Nevertheless, the disadvantages persist. An expedient approach to alleviate them is economic integration. The hindrances for trade of landlocked countries in Europe have been largely removed due to close cooperation, mostly within the framework of the European Union’s single market. Switzerland, a landlocked nation, is considered one of the very wealthiest in the world. This can be partly attributed to European integration but also to the type of products it exports, which are mainly either high-value industrial output or service based, like finance. This also shows further complications developing nations face, of which the exports are mainly commodity based. Some landlocked nations also benefit from being located at navigable inland waters. Paraguay, for instance, enjoys an advantage over Bolivia as the Paraguay River and the Paraná River, both large in size and navigable, connect it indirectly with the Atlantic Ocean.
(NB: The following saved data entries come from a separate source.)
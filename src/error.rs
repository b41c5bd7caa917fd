//! Error types returned by the readers.

/// The overall shape of a record could not be recovered from its input.
///
/// Only the fixed-shape formats (`loadavg`, `uptime`) and the anchored
/// `/proc/[pid]/stat` split produce this. Per-field failures in the other
/// formats resolve to zero instead.
#[derive(Debug, Clone, PartialEq, Eq, thiserror::Error)]
pub enum FormatError {
    /// Wrong number of whitespace-delimited tokens.
    #[error("{record}: expected {expected} fields, got {actual}")]
    FieldCount {
        record: &'static str,
        expected: usize,
        actual: usize,
    },

    /// A token that must be numeric was not.
    #[error("{record}: invalid {field} value {value:?}")]
    InvalidValue {
        record: &'static str,
        field: &'static str,
        value: String,
    },

    /// The line does not look like `pid (comm) rest`.
    #[error("{record}: line does not match the `pid (comm) fields...` layout")]
    Layout { record: &'static str },
}

/// Error returned by every `read_*` entry point.
#[derive(Debug, thiserror::Error)]
pub enum ReadError {
    /// The byte source could not be read.
    #[error(transparent)]
    Io(#[from] std::io::Error),

    #[error(transparent)]
    Format(#[from] FormatError),
}

impl ReadError {
    /// Returns the format error, if this is one.
    pub fn as_format(&self) -> Option<&FormatError> {
        match self {
            ReadError::Format(e) => Some(e),
            ReadError::Io(_) => None,
        }
    }
}
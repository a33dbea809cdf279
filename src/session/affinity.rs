//! Sticky-session bindings.
//!
//! # Responsibilities
//! - Bind a session key to the provider that served it
//! - Expire bindings idle for longer than the TTL
//! - Purge bindings when their provider is removed

use dashmap::DashMap;
use serde::Serialize;
use std::sync::Arc;
use std::time::Duration;
use tokio::sync::broadcast;
use tokio::time::{self, Instant};

use crate::observability::metrics;

/// Upper bound on the sweep interval.
const MAX_SWEEP_INTERVAL: Duration = Duration::from_secs(60);

/// A single session binding.
#[derive(Debug, Clone, PartialEq)]
pub struct SessionAffinityEntry {
    pub session_key: String,
    pub provider_id: String,
    pub created_at: Instant,
    pub last_accessed: Instant,
    pub access_count: u64,
}

/// Serializable view of a binding, returned by `LoadBalancer::get_sessions`.
#[derive(Debug, Clone, PartialEq, Serialize)]
pub struct SessionSummary {
    pub session_key: String,
    pub provider_id: String,
    pub age_secs: u64,
    pub idle_secs: u64,
    pub access_count: u64,
}

/// Session key → provider bindings with idle expiry.
///
/// Expiry is checked lazily on lookup; the sweeper only bounds memory.
#[derive(Debug)]
pub struct SessionAffinityTracker {
    ttl: Duration,
    sessions: DashMap<String, SessionAffinityEntry>,
}

impl SessionAffinityTracker {
    pub fn new(ttl: Duration) -> Self {
        Self {
            ttl,
            sessions: DashMap::new(),
        }
    }

    /// `min(ttl / 10, 60s)`, never zero.
    pub fn sweep_interval(&self) -> Duration {
        (self.ttl / 10)
            .min(MAX_SWEEP_INTERVAL)
            .max(Duration::from_millis(1))
    }

    fn is_expired(&self, entry: &SessionAffinityEntry) -> bool {
        entry.last_accessed.elapsed() > self.ttl
    }

    /// Look up the provider bound to `session_key`, refreshing the binding.
    /// Expired bindings are deleted and reported as absent.
    pub fn get_sticky_provider(&self, session_key: &str) -> Option<String> {
        {
            let mut entry = self.sessions.get_mut(session_key)?;
            if !self.is_expired(&entry) {
                entry.last_accessed = Instant::now();
                entry.access_count += 1;
                return Some(entry.provider_id.clone());
            }
        }

        self.sessions
            .remove_if(session_key, |_, entry| self.is_expired(entry));
        tracing::debug!(session = %session_key, "Session binding expired");
        None
    }

    /// Create or overwrite a binding.
    pub fn set_session_provider(&self, session_key: &str, provider_id: &str) {
        let now = Instant::now();
        self.sessions
            .entry(session_key.to_string())
            .and_modify(|entry| {
                if entry.provider_id != provider_id {
                    entry.provider_id = provider_id.to_string();
                    entry.created_at = now;
                    entry.access_count = 0;
                }
                entry.last_accessed = now;
            })
            .or_insert_with(|| SessionAffinityEntry {
                session_key: session_key.to_string(),
                provider_id: provider_id.to_string(),
                created_at: now,
                last_accessed: now,
                access_count: 0,
            });
        metrics::record_active_sessions(self.sessions.len());
    }

    pub fn remove_session(&self, session_key: &str) -> bool {
        let removed = self.sessions.remove(session_key).is_some();
        if removed {
            metrics::record_active_sessions(self.sessions.len());
        }
        removed
    }

    /// Remove the binding for `session_key` only if it still points at
    /// `provider_id`.
    pub fn unbind(&self, session_key: &str, provider_id: &str) -> bool {
        let removed = self
            .sessions
            .remove_if(session_key, |_, entry| entry.provider_id == provider_id)
            .is_some();
        if removed {
            metrics::record_active_sessions(self.sessions.len());
        }
        removed
    }

    /// Drop every binding to `provider_id`. Returns how many were removed.
    pub fn remove_provider_sessions(&self, provider_id: &str) -> usize {
        let before = self.sessions.len();
        self.sessions.retain(|_, entry| entry.provider_id != provider_id);
        let removed = before.saturating_sub(self.sessions.len());
        if removed > 0 {
            tracing::debug!(provider = %provider_id, removed, "Purged provider sessions");
            metrics::record_active_sessions(self.sessions.len());
        }
        removed
    }

    /// Delete every expired binding. Returns how many were removed.
    pub fn sweep_expired(&self) -> usize {
        let before = self.sessions.len();
        self.sessions.retain(|_, entry| !self.is_expired(entry));
        let removed = before.saturating_sub(self.sessions.len());
        metrics::record_active_sessions(self.sessions.len());
        removed
    }

    pub fn get(&self, session_key: &str) -> Option<SessionAffinityEntry> {
        self.sessions.get(session_key).map(|e| e.value().clone())
    }

    /// Every stored binding, ordered by session key.
    pub fn summaries(&self) -> Vec<SessionSummary> {
        let mut summaries: Vec<SessionSummary> = self
            .sessions
            .iter()
            .map(|e| SessionSummary {
                session_key: e.session_key.clone(),
                provider_id: e.provider_id.clone(),
                age_secs: e.created_at.elapsed().as_secs(),
                idle_secs: e.last_accessed.elapsed().as_secs(),
                access_count: e.access_count,
            })
            .collect();
        summaries.sort_by(|a, b| a.session_key.cmp(&b.session_key));
        summaries
    }

    /// Number of stored bindings, including expired ones not yet swept.
    pub fn len(&self) -> usize {
        self.sessions.len()
    }

    pub fn is_empty(&self) -> bool {
        self.sessions.is_empty()
    }

    pub fn clear(&self) {
        self.sessions.clear();
        metrics::record_active_sessions(0);
    }

    /// Periodically sweep expired bindings until shutdown.
    pub async fn run_sweeper(self: Arc<Self>, mut shutdown: broadcast::Receiver<()>) {
        let interval = self.sweep_interval();
        tracing::info!(interval_ms = interval.as_millis() as u64, "Session sweeper starting");

        let mut ticker = time::interval(interval);
        loop {
            tokio::select! {
                _ = ticker.tick() => {
                    let removed = self.sweep_expired();
                    if removed > 0 {
                        tracing::debug!(removed, remaining = self.len(), "Swept expired sessions");
                    }
                }
                _ = shutdown.recv() => {
                    tracing::info!("Session sweeper received shutdown signal, exiting loop");
                    break;
                }
            }
        }
    }
}
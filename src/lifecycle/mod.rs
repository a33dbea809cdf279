//! Lifecycle management subsystem.
//!
//! # Data Flow
//! ```text
//! LoadBalancer::build:
//!     spawn health monitor + session sweeper (each holds a shutdown receiver)
//!
//! LoadBalancer::shutdown (shutdown.rs):
//!     trigger → background loops exit → state cleared
//! ```
//!
//! # Design Decisions
//! - One broadcast signal fans out to every background task
//! - Shutdown is idempotent; triggering twice is harmless

pub mod shutdown;

pub use shutdown::Shutdown;
//! Uniform random selection.

use crate::provider::{ProviderInstance, SelectionContext};
use crate::strategy::SelectionStrategy;

#[derive(Debug, Default)]
pub struct RandomChoice;

impl RandomChoice {
    pub fn new() -> Self {
        Self
    }
}

impl SelectionStrategy for RandomChoice {
    fn select<'a>(
        &self,
        candidates: &'a [ProviderInstance],
        _context: &SelectionContext,
    ) -> Option<&'a ProviderInstance> {
        if candidates.is_empty() {
            return None;
        }
        candidates.get(fastrand::usize(..candidates.len()))
    }
}

#[cfg(test)]
mod tests {
    use super::*;
    use crate::strategy::test_support::candidate;
    use std::collections::HashSet;

    #[test]
    fn test_random_covers_all_candidates() {
        let lb = RandomChoice::new();
        let ctx = SelectionContext::new("r");
        let candidates = vec![
            candidate("a", 1, 0, 0.0),
            candidate("b", 1, 0, 0.0),
            candidate("c", 1, 0, 0.0),
        ];
        let seen: HashSet<_> = (0..500)
            .map(|_| lb.select(&candidates, &ctx).unwrap().id.clone())
            .collect();
        assert_eq!(seen.len(), 3);
    }
}
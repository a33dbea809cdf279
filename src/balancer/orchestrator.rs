//! The load balancer: registry plus every subsystem, behind one API.
//!
//! # Responsibilities
//! - Register and deregister providers, keeping per-provider state in sync
//! - Run the selection protocol (filter, sticky, strategy, bind, acquire)
//! - Route outcome and metric reports to the breaker, collector and tracker
//! - Own the background health monitor and session sweeper
//!
//! # Selection
//! ```text
//! validate context
//!     → snapshot registry, admit: health available, below cap,
//!       has capabilities, circuit admits
//!     → none admitted: NoProvidersAvailable
//!     → sticky binding still admitted: use it
//!     → else strategy engine (adaptive override when enabled)
//!     → bind session, take a connection slot
//!     → ProviderSelected event + counter, confidence score
//! ```

use std::sync::{Arc, Mutex};
use std::time::SystemTime;

use serde::Serialize;
use tokio::sync::broadcast;
use tokio::task::JoinHandle;

use crate::balancer::confidence::confidence;
use crate::config::BalancerConfig;
use crate::error::{BalancerError, Result};
use crate::health::{HealthMonitor, HealthProbe, HealthTracker};
use crate::lifecycle::Shutdown;
use crate::observability::{metrics, BalancerEvent, EventBus};
use crate::provider::{
    ConnectionGuard, MetricsUpdate, Provider, ProviderInstance, ProviderRegistry, SelectionContext,
    SelectionResult,
};
use crate::resilience::{CircuitBreaker, CircuitBreakerState, RetryPolicy};
use crate::session::{SessionAffinityTracker, SessionSummary};
use crate::stats::{self, Anomaly, MetricsCollector, MetricsSample, PerformanceTrend, PoolStatistics, ProviderScore};
use crate::strategy::{Strategy, StrategyEngine};

const STICKY_REASON: &str = "sticky session";
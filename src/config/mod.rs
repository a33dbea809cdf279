//! Configuration management subsystem.
//!
//! # Data Flow
//! ```text
//! config file (TOML)
//!     → loader.rs (parse & deserialize)
//!     → validation.rs (semantic checks)
//!     → BalancerConfig (validated, immutable)
//!     → handed to LoadBalancer at construction
//! ```
//!
//! # Design Decisions
//! - Config is immutable for the balancer's lifetime; no hot reload
//! - All fields have defaults to allow minimal configs
//! - Validation separates syntactic (serde) from semantic checks

pub mod loader;
pub mod schema;
pub mod validation;

pub use loader::{load_config, parse_config, ConfigError};
pub use schema::AdaptiveConfig;
pub use schema::BalancerConfig;
pub use schema::CircuitBreakerConfig;
pub use schema::HealthCheckConfig;
pub use schema::ObservabilityConfig;
pub use schema::ProviderConfig;
pub use schema::RetryConfig;
pub use schema::StickySessionConfig;
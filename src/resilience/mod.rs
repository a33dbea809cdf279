//! Resilience subsystem.
//!
//! # Data Flow
//! ```text
//! Request outcome reported by the dispatcher:
//!     → circuit_breaker.rs (track failures, open circuit if threshold exceeded)
//!     → admission filter consults the circuit on the next selection
//!
//! Dispatcher deciding to retry:
//!     → retry.rs (retry budget per request, exponential backoff + jitter)
//! ```
//!
//! # Design Decisions
//! - Circuit breaker prevents routing into a failing provider
//! - The balancer itself never retries; it only advises

pub mod circuit_breaker;
pub mod retry;

pub use circuit_breaker::{CircuitBreaker, CircuitBreakerState, CircuitState};
pub use retry::RetryPolicy;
The same goes for many European nations with access to rivers like the Rhine or the Danube, both international waterways. A result of this, among others, is that some landlocked countries have navies. Bolivia still maintains a rather sizeable fleet, sometimes seen as a symbol of its claim to sovereign access to the sea. In addition to that, landlocked nations have also been entertaining merchant fleets since this was granted in the Declaration recognising the Right to a Flag of States having no Sea-coast in 1921.

It becomes apparent that having no access to the sea can put a country at a serious disadvantage and hinder development. This makes a strong case for economic integration and the facilitation of trade for the countries concerned. To reduce transportation costs, the most severe impediment to growth, landlocked countries will need to invest in infrastructure and higher value goods more so than their littoral neighbors. Some might want to aspire to become a hub for inland trade. The African noncoastal nation of Botswana is displaying great economic success mostly due to its diamond trade. And even though not every country faces such advantages, it does give hope that the destiny of being landlocked need not be gloomy after all.